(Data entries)
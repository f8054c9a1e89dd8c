//! Configuration system
//!
//! Settings are plain serde structs that can be read from and written to TOML
//! or RON files. The format is picked from the file extension.

use std::path::{Path, PathBuf};

pub use serde::{Deserialize, Serialize};

/// Supported configuration file formats
#[derive(Debug, Clone, Copy, PartialEq, Eq)]
pub enum ConfigFormat {
    /// `.toml`
    Toml,
    /// `.ron`
    Ron,
}

impl ConfigFormat {
    /// Pick the format from a path's extension
    pub fn from_path(path: &Path) -> Result<Self, ConfigError> {
        match path.extension().and_then(|ext| ext.to_str()) {
            Some("toml") => Ok(Self::Toml),
            Some("ron") => Ok(Self::Ron),
            _ => Err(ConfigError::UnsupportedFormat(path.display().to_string())),
        }
    }
}

/// Configuration trait
pub trait Config: Serialize + for<'de> Deserialize<'de> + Default {
    /// Parse configuration from an in-memory string
    fn from_str_with_format(contents: &str, format: ConfigFormat) -> Result<Self, ConfigError> {
        match format {
            ConfigFormat::Toml => toml::from_str(contents).map_err(|e| ConfigError::Parse(e.to_string())),
            ConfigFormat::Ron => ron::from_str(contents).map_err(|e| ConfigError::Parse(e.to_string())),
        }
    }

    /// Serialize configuration to a string
    fn to_string_with_format(&self, format: ConfigFormat) -> Result<String, ConfigError> {
        match format {
            ConfigFormat::Toml => toml::to_string_pretty(self).map_err(|e| ConfigError::Serialize(e.to_string())),
            ConfigFormat::Ron => ron::ser::to_string_pretty(self, ron::ser::PrettyConfig::default())
                .map_err(|e| ConfigError::Serialize(e.to_string())),
        }
    }

    /// Load configuration from file
    fn load_from_file(path: impl AsRef<Path>) -> Result<Self, ConfigError> {
        let path = path.as_ref();
        let format = ConfigFormat::from_path(path)?;
        let contents = std::fs::read_to_string(path)?;
        Self::from_str_with_format(&contents, format)
    }

    /// Save configuration to file
    fn save_to_file(&self, path: impl AsRef<Path>) -> Result<(), ConfigError> {
        let path = path.as_ref();
        let contents = self.to_string_with_format(ConfigFormat::from_path(path)?)?;
        std::fs::write(path, contents).map_err(ConfigError::Io)
    }
}

/// Configuration errors
#[derive(thiserror::Error, Debug)]
pub enum ConfigError {
    /// IO error
    #[error("IO error: {0}")]
    Io(#[from] std::io::Error),

    /// Parse error
    #[error("Parse error: {0}")]
    Parse(String),

    /// Serialization error
    #[error("Serialization error: {0}")]
    Serialize(String),

    /// Unsupported format
    #[error("Unsupported format: {0}")]
    UnsupportedFormat(String),
}

/// Frame loop timing and clear settings
#[derive(Debug, Clone, PartialEq, Serialize, Deserialize)]
#[serde(default)]
pub struct FrameConfig {
    /// How long to wait for the previous frame's fence before giving up
    pub fence_timeout_ns: u64,
    /// Timeout handed to swapchain image acquisition, `None` waits forever
    #[serde(skip_serializing_if = "Option::is_none")]
    pub acquire_timeout_ns: Option<u64>,
    /// Clear colour for the single colour attachment
    pub clear_color: [f32; 4],
}

impl Default for FrameConfig {
    fn default() -> Self {
        Self {
            fence_timeout_ns: 5_000_000_000,
            acquire_timeout_ns: None,
            clear_color: [0.0, 0.0, 0.0, 1.0],
        }
    }
}

impl FrameConfig {
    /// Acquisition timeout as handed to the swapchain
    pub fn acquire_timeout(&self) -> u64 {
        self.acquire_timeout_ns.unwrap_or(u64::MAX)
    }
}

impl Config for FrameConfig {}

/// Locations of the compiled SPIR-V blobs for a vertex + fragment flow
#[derive(Debug, Clone, PartialEq, Eq, Serialize, Deserialize)]
#[serde(default)]
pub struct ShaderConfig {
    /// Path to the vertex shader SPIR-V file
    pub vertex_shader_path: PathBuf,
    /// Path to the fragment shader SPIR-V file
    pub fragment_shader_path: PathBuf,
}

impl ShaderConfig {
    /// Create a new shader configuration
    pub fn new(vertex_path: impl Into<PathBuf>, fragment_path: impl Into<PathBuf>) -> Self {
        Self {
            vertex_shader_path: vertex_path.into(),
            fragment_shader_path: fragment_path.into(),
        }
    }
}

impl Default for ShaderConfig {
    fn default() -> Self {
        Self::new("shaders/vert.spv", "shaders/frag.spv")
    }
}

impl Config for ShaderConfig {}

#[cfg(test)]
mod tests {
    use super::*;

    #[test]
    fn test_format_from_extension() {
        assert_eq!(ConfigFormat::from_path(Path::new("frame.toml")).unwrap(), ConfigFormat::Toml);
        assert_eq!(ConfigFormat::from_path(Path::new("frame.ron")).unwrap(), ConfigFormat::Ron);
        assert!(matches!(
            ConfigFormat::from_path(Path::new("frame.json")),
            Err(ConfigError::UnsupportedFormat(_))
        ));
    }

    #[test]
    fn test_frame_config_partial_toml_uses_defaults() {
        let config = FrameConfig::from_str_with_format("fence_timeout_ns = 1000\n", ConfigFormat::Toml).unwrap();
        assert_eq!(config.fence_timeout_ns, 1000);
        assert_eq!(config.acquire_timeout_ns, None);
        assert_eq!(config.clear_color, [0.0, 0.0, 0.0, 1.0]);
    }

    #[test]
    fn test_shader_config_ron() {
        let source = r#"(vertex_shader_path: "a.vert.spv", fragment_shader_path: "a.frag.spv")"#;
        let config = ShaderConfig::from_str_with_format(source, ConfigFormat::Ron).unwrap();
        assert_eq!(config, ShaderConfig::new("a.vert.spv", "a.frag.spv"));
    }

    #[test]
    fn test_parse_error() {
        let result = FrameConfig::from_str_with_format("fence_timeout_ns = \"soon\"", ConfigFormat::Toml);
        assert!(matches!(result, Err(ConfigError::Parse(_))));
    }

    #[test]
    fn test_save_and_load_file() {
        let path = std::env::temp_dir().join(format!("fuji-frame-{}.toml", std::process::id()));
        let config = FrameConfig { clear_color: [0.1, 0.2, 0.3, 1.0], ..FrameConfig::default() };

        config.save_to_file(&path).unwrap();
        let loaded = FrameConfig::load_from_file(&path).unwrap();
        std::fs::remove_file(&path).unwrap();

        assert_eq!(loaded, config);
    }
}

* WORK REQUIRED
Which lines of the records above hold the word "enum"? Copy each of them.

* ANSWER FOR THIS EXERCISE
pub enum ConfigFormat {
pub enum ConfigError {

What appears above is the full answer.